WHAT THE EXERCISE ASKS – Look through the entries below, please, and copy every line with the word "const".

[Saved data entries]
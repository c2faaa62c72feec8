use std::collections::HashSet;

const MIN_KEYWORD_CHARS: usize = 3;

const STOP_WORDS: &[&str] = &[
    "a", "an", "the", "in", "on", "at", "to", "for", "of", "with", "by", "is", "are", "was",
    "were", "be", "been", "being", "it", "this", "that", "these", "those", "i", "you", "he",
    "she", "we", "they", "me", "him", "her", "us", "them", "what", "which", "who", "whom",
    "whose", "can", "could", "will", "would", "shall", "should", "have", "has", "had", "do",
    "does", "did", "but", "and", "or", "so", "if", "when", "where", "how", "why",
];

pub fn extract_keywords(text: &str) -> Vec<String> {
    let cleaned: String = text
        .to_lowercase()
        .chars()
        .filter(|c| c.is_alphanumeric() || *c == '_' || c.is_whitespace())
        .collect();

    let mut seen = HashSet::new();
    cleaned
        .split_whitespace()
        .filter(|word| word.chars().count() >= MIN_KEYWORD_CHARS)
        .filter(|word| !STOP_WORDS.contains(word))
        .filter(|word| seen.insert(*word))
        .map(str::to_string)
        .collect()
}

/// A quarter of the UTF-16 length, rounded up.
pub fn estimate_tokens(text: &str) -> usize {
    text.encode_utf16().count().div_ceil(4)
}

PROBLEM SOLUTION –
const MIN_KEYWORD_CHARS: usize = 3;
const STOP_WORDS: &[&str] = &[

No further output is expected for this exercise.